Ne yaşandığı, ne olup bittiği kimsenin ya umurunda değildi ya da görmezden gelmeyi seçmişlerdi.
Ben bunu hiçbir zaman yapamamıştım ve hiçbir zaman da yapmayacaktım.
Babam olacak o adamın anneme el kaldırması affedilecek bir şey değildi, ikizim olan jungkook'un benden daha fazla sevgi görmesi gibi.
Ve buna rağmen 'ailecek' yenecek olan o akşam yemeğine katılmamı istiyorlardı benden.
Ailenin içinde yer alıyor muydum belli bile değildi oysa ki.
Yaptığım onca şey kıskançlıktan değildi, hepsi bir intikamdı. Bana yaşattıkları bu hayatın intikamıydı. Kendi hayatımda bile yan karakter olmuştum onlar yüzünden.
Özellikle de aynı anda doğduğum o yabancı yüzünden.
Yabancıydı o bana göre. Küçük yaşımda bile tanıyamazdım onu. Kendini beğenmiş tavırlarını herkes tatlı bulurken ben kenarda oturan o sakin çocuktum.
Küçüklüğüm şimdiki kadar kötü değildi. O zamanlar sevilen çocuktum. Hatta bir zamanların gözdesi bendim.
Jungkook yaramazlık yapar, evi birbirine katardı. Ergenliğini bile sıkıntılı geçirmişti, alkol bağımlılığı, sigara bağımlılığı, serseri arkadaşları.
Hepsi bir zamanlar Jungkook'tu.
Ama ben o evin gözdesiydim. Herkes üstüme titrerdi ergenlik dönemimizde. En sevilen bendim. Başarılı olmasam bile sevilirdim.
En azından o zamanlar.
Mezun olduğumuzda üniversite kazanan tek kişi Jungkook olmuştu. Şaşırmıştı herkes, ben de dahil. Çünkü o ders çalıştığını bir kez bile görmediğimiz Jungkook gitmiş, yerine üniversiteli Jungkook gelmişti.
Bu her şeyi değiştirirdi.
Üzerimdeki ilgi çekildikçe ve ikizime gittikçe agresif tavırlarımı fark ettim.

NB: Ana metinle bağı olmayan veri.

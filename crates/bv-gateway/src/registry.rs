//! Build provider clients from configuration.

use bv_core::config::{ProviderConfig, ProviderKind};
use std::time::Duration;

use crate::cohere::CohereProvider;
use crate::error::ProviderError;
use crate::huggingface::HuggingFaceProvider;
use crate::openai::OpenAiCompatibleProvider;
use crate::provider::RewriteProvider;

const OPENROUTER_TITLE: &str = "Brand Voice Rewriter";

/// Construct one provider with an already-resolved API key.
pub fn build_provider(config: &ProviderConfig, api_key: String) -> Result<Box<dyn RewriteProvider>, ProviderError> {
    let timeout = Duration::from_secs(config.timeout_secs);
    let name = config.name.as_str();
    let provider: Box<dyn RewriteProvider> = match config.kind {
        ProviderKind::OpenaiCompatible => {
            let p = OpenAiCompatibleProvider::new(name, &config.base_url, &config.model, api_key, timeout)?;
            if name == "openrouter" {
                Box::new(p.with_header("X-Title", OPENROUTER_TITLE))
            } else {
                Box::new(p)
            }
        }
        ProviderKind::HuggingFace => {
            Box::new(HuggingFaceProvider::new(name, &config.base_url, &config.model, api_key, timeout)?)
        }
        ProviderKind::Cohere => {
            Box::new(CohereProvider::new(name, &config.base_url, &config.model, api_key, timeout)?)
        }
    };
    Ok(provider)
}

/// Providers in configuration order. Disabled entries and entries whose API
/// key `lookup` cannot resolve are skipped.
pub fn providers_from_config(
    configs: &[ProviderConfig],
    lookup: impl Fn(&str) -> Option<String>,
) -> Vec<Box<dyn RewriteProvider>> {
    let mut providers = Vec::new();
    for config in configs {
        if !config.enabled {
            tracing::debug!(provider = %config.name, "provider disabled");
            continue;
        }
        let Some(api_key) = config.api_key_with(&lookup) else {
            tracing::info!(provider = %config.name, env = %config.api_key_env, "no API key, provider skipped");
            continue;
        };
        match build_provider(config, api_key) {
            Ok(provider) => providers.push(provider),
            Err(err) => tracing::warn!(provider = %config.name, error = %err, "provider unavailable"),
        }
    }
    providers
}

Bu o zamanlar kıskançlıktı.
Odamdan çıkmadığım, annemlere ters cevaplar verdiğim dönemdi. Ancak kimse neyim olduğunu sormuyordu bile. Tek bildikleri isim Jungkook olmuştu.
Annemin uykulu haliyle bana Jungkook dediği gün ise her şey sona ermişti sanki.

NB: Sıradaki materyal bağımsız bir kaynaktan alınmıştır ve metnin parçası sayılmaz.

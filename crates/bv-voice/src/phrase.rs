//! Case-insensitive phrase replacement shared by every stage.

use regex::{Captures, Regex};

/// How a phrase is matched against the text.
#[derive(Debug, Clone, Copy, PartialEq, Eq)]
pub enum MatchMode {
    /// Anywhere in the text, including inside longer words.
    Literal,
    /// Only where the phrase is not glued to surrounding word characters.
    WholeWord,
}

/// One compiled `from -> to` rule.
#[derive(Debug, Clone)]
pub struct PhraseRule {
    re: Regex,
    to: String,
}

impl PhraseRule {
    pub fn new(from: &str, to: &str, mode: MatchMode) -> Result<Self, regex::Error> {
        Ok(Self { re: Regex::new(&pattern_for(from, mode))?, to: to.to_string() })
    }

    pub fn is_match(&self, text: &str) -> bool {
        self.re.is_match(text)
    }

    /// Replace every occurrence, carrying a leading capital over to the replacement.
    pub fn apply(&self, text: &str) -> String {
        self.re
            .replace_all(text, |caps: &Captures| match_case(&caps[0], &self.to))
            .into_owned()
    }
}

/// Compile a static table. Patterns are escaped literals, so compilation cannot fail.
pub fn compile_table(table: &[(&str, &str)], mode: MatchMode) -> Vec<PhraseRule> {
    table
        .iter()
        .map(|(from, to)| PhraseRule::new(from, to, mode).expect("escaped literal is a valid regex"))
        .collect()
}

/// Apply rules in order; each rule sees the previous rule's output.
pub fn apply_rules(text: &str, rules: &[PhraseRule]) -> String {
    let mut result = text.to_string();
    for rule in rules {
        if rule.is_match(&result) {
            result = rule.apply(&result);
        }
    }
    result
}

fn pattern_for(phrase: &str, mode: MatchMode) -> String {
    // Straight and typographic apostrophes are interchangeable.
    let body = regex::escape(phrase).replace('\'', "['\u{2019}]");
    match mode {
        MatchMode::Literal => format!("(?i){body}"),
        MatchMode::WholeWord => {
            let lead = if phrase.chars().next().is_some_and(is_word_char) { r"\b" } else { "" };
            let tail = if phrase.chars().last().is_some_and(is_word_char) { r"\b" } else { "" };
            format!("(?i){lead}{body}{tail}")
        }
    }
}

fn is_word_char(c: char) -> bool {
    c.is_alphanumeric() || c == '_'
}

/// Uppercase the replacement's first letter when the matched text started with one.
pub fn match_case(matched: &str, replacement: &str) -> String {
    if matched.chars().next().is_some_and(char::is_uppercase) {
        capitalize(replacement)
    } else {
        replacement.to_string()
    }
}

pub fn capitalize(s: &str) -> String {
    let mut chars = s.chars();
    match chars.next() {
        Some(first) => first.to_uppercase().chain(chars).collect(),
        None => String::new(),
    }
}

Artık kıskanmayacaktım. Bu gençliğin bir intikama ihtiyacı vardı.
Jungkook'un elindeki her şeyi almak istedim. Onun benden aldığı çocuğu bile.
Taehyung'u gördüğüm ilk andan beri sevmiştim. Hayatımda kimseyi gördüğümde kalbim böyle hızlanmamıştı ve bu garipti.

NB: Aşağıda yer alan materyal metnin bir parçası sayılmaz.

//! Brand profile store backed by a directory of `.txt` / `.md` files.
//!
//! Reads never touch the disk; the directory is only rescanned when the
//! owner calls [`ProfileStore::reload`].

use chrono::{DateTime, Utc};
use parking_lot::RwLock;
use std::collections::HashMap;
use std::path::{Path, PathBuf};
use std::sync::Arc;

use crate::error::{BvError, Result};
use crate::types::BrandSummary;

const PROFILE_EXTENSIONS: &[&str] = &["txt", "md"];
const PREVIEW_CHARS: usize = 200;

/// Raw profile text for one brand.
#[derive(Debug, Clone, PartialEq, Eq)]
pub struct BrandProfile {
    pub name: String,
    pub content: String,
    pub source: Option<PathBuf>,
}

impl BrandProfile {
    pub fn new(name: impl Into<String>, content: impl Into<String>) -> Self {
        Self { name: name.into(), content: content.into(), source: None }
    }

    /// First 200 characters followed by `...`.
    pub fn preview(&self) -> String {
        let head: String = self.content.chars().take(PREVIEW_CHARS).collect();
        format!("{head}...")
    }

    pub fn summary(&self) -> BrandSummary {
        BrandSummary { name: self.name.clone(), preview: self.preview() }
    }
}

#[derive(Debug, Default)]
struct Inner {
    profiles: HashMap<String, Arc<BrandProfile>>,
    loaded_at: Option<DateTime<Utc>>,
}

/// Shared, explicitly reloaded map of brand name to profile.
#[derive(Debug, Clone, Default)]
pub struct ProfileStore {
    dir: Option<PathBuf>,
    inner: Arc<RwLock<Inner>>,
}

impl ProfileStore {
    /// Empty store with no backing directory.
    pub fn new() -> Self {
        Self::default()
    }

    /// Store backed by `dir`. Nothing is read until [`reload`](Self::reload).
    pub fn with_dir(dir: impl Into<PathBuf>) -> Self {
        Self { dir: Some(dir.into()), inner: Arc::default() }
    }

    /// Create a store for `dir` and load it immediately.
    pub fn open(dir: impl Into<PathBuf>) -> Self {
        let store = Self::with_dir(dir);
        store.reload();
        store
    }

    pub fn dir(&self) -> Option<&Path> {
        self.dir.as_deref()
    }

    /// Rescan the backing directory, replacing every loaded profile.
    ///
    /// Unreadable files are skipped; a missing directory leaves the store empty.
    /// Returns the number of profiles now loaded.
    pub fn reload(&self) -> usize {
        let profiles = match &self.dir {
            Some(dir) => scan_dir(dir),
            None => {
                // In-memory store: keep whatever was inserted.
                let mut inner = self.inner.write();
                inner.loaded_at = Some(Utc::now());
                return inner.profiles.len();
            }
        };
        let count = profiles.len();
        let mut inner = self.inner.write();
        inner.profiles = profiles;
        inner.loaded_at = Some(Utc::now());
        tracing::info!(count, "brand profiles loaded");
        count
    }

    pub fn insert(&self, profile: BrandProfile) {
        self.inner.write().profiles.insert(profile.name.clone(), Arc::new(profile));
    }

    pub fn get(&self, name: &str) -> Option<Arc<BrandProfile>> {
        self.inner.read().profiles.get(name).cloned()
    }

    /// Like [`get`](Self::get) but reports a missing brand as an error.
    pub fn require(&self, name: &str) -> Result<Arc<BrandProfile>> {
        self.get(name).ok_or_else(|| BvError::BrandNotFound { name: name.to_string() })
    }

    /// Brand names, sorted.
    pub fn names(&self) -> Vec<String> {
        let mut names: Vec<String> = self.inner.read().profiles.keys().cloned().collect();
        names.sort();
        names
    }

    /// Listing entries sorted by brand name.
    pub fn summaries(&self) -> Vec<BrandSummary> {
        let inner = self.inner.read();
        let mut out: Vec<BrandSummary> = inner.profiles.values().map(|p| p.summary()).collect();
        out.sort_by(|a, b| a.name.cmp(&b.name));
        out
    }

    pub fn len(&self) -> usize {
        self.inner.read().profiles.len()
    }

    pub fn is_empty(&self) -> bool {
        self.len() == 0
    }

    pub fn loaded_at(&self) -> Option<DateTime<Utc>> {
        self.inner.read().loaded_at
    }
}

fn is_profile_file(path: &Path) -> bool {
    path.extension()
        .and_then(|e| e.to_str())
        .is_some_and(|ext| PROFILE_EXTENSIONS.contains(&ext))
}

/// Read one profile file; the brand name is the file stem.
pub fn read_profile(path: &Path) -> Result<BrandProfile> {
    let content = std::fs::read_to_string(path)
        .map_err(|source| BvError::ProfileIo { path: path.to_path_buf(), source })?;
    let name = path
        .file_stem()
        .and_then(|s| s.to_str())
        .unwrap_or_default()
        .to_string();
    Ok(BrandProfile { name, content, source: Some(path.to_path_buf()) })
}

fn scan_dir(dir: &Path) -> HashMap<String, Arc<BrandProfile>> {
    let mut profiles = HashMap::new();
    let entries = match std::fs::read_dir(dir) {
        Ok(entries) => entries,
        Err(err) => {
            tracing::warn!(dir = %dir.display(), error = %err, "brand profile directory unavailable");
            return profiles;
        }
    };

    for entry in entries.flatten() {
        let path = entry.path();
        if !path.is_file() || !is_profile_file(&path) {
            continue;
        }
        match read_profile(&path) {
            Ok(profile) if !profile.name.is_empty() => {
                tracing::debug!(brand = %profile.name, "loaded brand profile");
                profiles.insert(profile.name.clone(), Arc::new(profile));
            }
            Ok(_) => {}
            Err(err) => tracing::warn!(error = %err, "skipping brand profile"),
        }
    }
    profiles
}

Yaşadığım veya olduğum hiçbir şeyi sorgulamamıştım hiçbir zaman. O zaman da sorgulamadım ama duygularımı içimde yaşadım.
Tâ ki o güne kadar.
Jungkook, elini tuttuğu çocuğu karşımıza çıkardı. 'Sevgilim' diye tanıttığı kişi Taehyung'dan başkası değildi.
Benim sevdiğim onundu.
Yaşadığım hayal kırıklığının haddi hesabı yoktu. Duygularımı ilk kez o gece dışarı vurmuş, odamda saatlerce ağlamıştım. Gözlerim kızarana kadar, canım çıkana kadar, içim rahatlayana kadar.
O gün ilk ve sondu.
Sabah yatağımda başım çatlarcasına ağrıyla uyandığımda kalbim taş gibiydi.